The opening door woke Fara. Fox was so angry that he didn't even notice.
After he'd stomped around the room a few times, flung his shirt into the corner, flopped down on the bed, kicked off his boots and snarled at them, and thrown his head back on the pillow he seemed to feel a little better. "I take it the call didn't go well?" She asked.

He glanced sideways at her, scowling. "No, it did not." He growled, "Trine seems to think one becomes an elite mercenary by lounging around spaceport bars and trying to get other people to do your work for you." He snapped off the end of the sentence as if he wanted to break it.

"She's got you mixed up with Falco, then." Fara said, "Oops. Sorry, Hon, I didn't mean-"

"That's okay. It's probably the sort of thing he would have said." Fox sighed, "Everyone seems to think I'm either an instant cure for any problem or a conceited idiot who keeps getting in the way."

"I don't" She said quietly.

"Oh?"

"Nope." She said, running one paw through the fur on his chest.

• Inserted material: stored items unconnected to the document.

use serde::{Deserialize, Serialize};

/// Global settings applied to all storages unless overridden.
#[derive(Debug, Clone, Serialize, Deserialize, PartialEq)]
pub struct GlobalResourceConfig {
    /// Installation secret mixed into file checksums
    pub encryption_key: String,
    /// Ask the indexer to extract metadata while creating a missing index record
    pub extract_metadata_on_index: bool,
    /// Create index records on first access when none exist
    pub create_index_if_missing: bool,
}

impl Default for GlobalResourceConfig {
    fn default() -> Self {
        Self {
            encryption_key: String::new(),
            extract_metadata_on_index: false,
            create_index_if_missing: true,
        }
    }
}

impl GlobalResourceConfig {
    /// Defaults overlaid with `FAL_ENCRYPTION_KEY`, `FAL_EXTRACT_METADATA_ON_INDEX`
    /// and `FAL_CREATE_INDEX_IF_MISSING` when set.
    pub fn from_env() -> Self {
        Self::from_lookup(|k| std::env::var(k).ok())
    }

    pub fn from_lookup(lookup: impl Fn(&str) -> Option<String>) -> Self {
        let mut cfg = Self::default();
        if let Some(k) = lookup("FAL_ENCRYPTION_KEY") {
            cfg.encryption_key = k;
        }
        if let Some(v) = lookup("FAL_EXTRACT_METADATA_ON_INDEX").and_then(|v| parse_flag(&v)) {
            cfg.extract_metadata_on_index = v;
        }
        if let Some(v) = lookup("FAL_CREATE_INDEX_IF_MISSING").and_then(|v| parse_flag(&v)) {
            cfg.create_index_if_missing = v;
        }
        cfg
    }
}

fn parse_flag(v: &str) -> Option<bool> {
    match v.trim().to_ascii_lowercase().as_str() {
        "1" | "true" | "yes" | "on" => Some(true),
        "0" | "false" | "no" | "off" => Some(false),
        _ => None,
    }
}

/// Per-storage configuration. Unspecified values inherit from Global.
#[derive(Debug, Clone, Serialize, Deserialize, PartialEq, Default)]
pub struct StorageConfig {
    /// Files of a non-indexable storage never get index records
    #[serde(default)]
    pub indexable: Option<bool>,
    #[serde(default)]
    pub extract_metadata_on_index: Option<bool>,
    #[serde(default)]
    pub create_index_if_missing: Option<bool>,
}

/// Fully resolved effective config used by file records.
#[derive(Debug, Clone, Serialize, Deserialize, PartialEq)]
pub struct EffectiveConfig {
    pub encryption_key: String,
    pub indexable: bool,
    pub extract_metadata_on_index: bool,
    pub create_index_if_missing: bool,
}

impl Default for EffectiveConfig {
    fn default() -> Self {
        Self::from_layers(&GlobalResourceConfig::default(), &StorageConfig::default())
    }
}

impl EffectiveConfig {
    /// Build an effective config from Global + Storage layers.
    pub fn from_layers(global: &GlobalResourceConfig, storage: &StorageConfig) -> Self {
        Self {
            encryption_key: global.encryption_key.clone(),
            indexable: storage.indexable.unwrap_or(true),
            extract_metadata_on_index: storage
                .extract_metadata_on_index
                .unwrap_or(global.extract_metadata_on_index),
            create_index_if_missing: storage
                .create_index_if_missing
                .unwrap_or(global.create_index_if_missing),
        }
    }
}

"What do you think I am?" he asked, putting his arm around her.

"Fox McCloud, My husband." She pulled him closer to her.

"You know what?" he said.

"Hmm?"

"I love you."

They didn't talk much more that evening.

Leon went up to Andross's office to report that there was nothing to report. Peppy still refused to give any information and Slippy had the nerves of a sack of wet sugar. He went to pieces and started blabbering nonsense whenever Leon was present. There was nothing to be gained from either one.

The secretary told him to go in, and he prepared himself for the usual interminable wait at the end of a line of suppliants, sycophants, and supplicating sycophants.

Andross wasn't even in the room. The imperial throne was vacant, and there was a general of some sort sitting in a chair to the right, filling out forms.

Leon approached slowly, unsure of what to do. "Excuse me, General, uh?"

"General Opprimus. What is it?"

"Just a routine report, sir." Leon said, indicating the file he carried, "I'm supposed to give this to Andross…"

"I'll take that." The general said tartly, "His Ultimacy isn't well; I'm deputizing."

"I see." Said Leon. He left without giving the form to the General.

Victor watched him leave, and returned to the forms with less than all of his attention.

Fara woke up the next morning with her head on Fox's shoulder. He was looking at with something like laughter in the back of his eyes.

"Thanks. I feel much better now." he said, snickering.

By the time she'd thought of a suitable comeback, he was up and getting dressed.

"What happens today?" she asked, yawning.

"Trine thinks she can blow me off by telling me to do the impossible." He shrugged. "We'll have to call her bluff."

Chapter 24

The knight shook his head firmly. " 'Tis ever thus. When the time comes that matters must be settled, then all who fight do gather together, though they must come from the ends of the earth."

-Christopher Stasheff, Her Majesty's Wizard

A figure disappeared into its room just a few minutes before sunset.

It came out again with guns, grenades, lockpicks, flashlights, flares, homing devices, ammo, and a surly disposition.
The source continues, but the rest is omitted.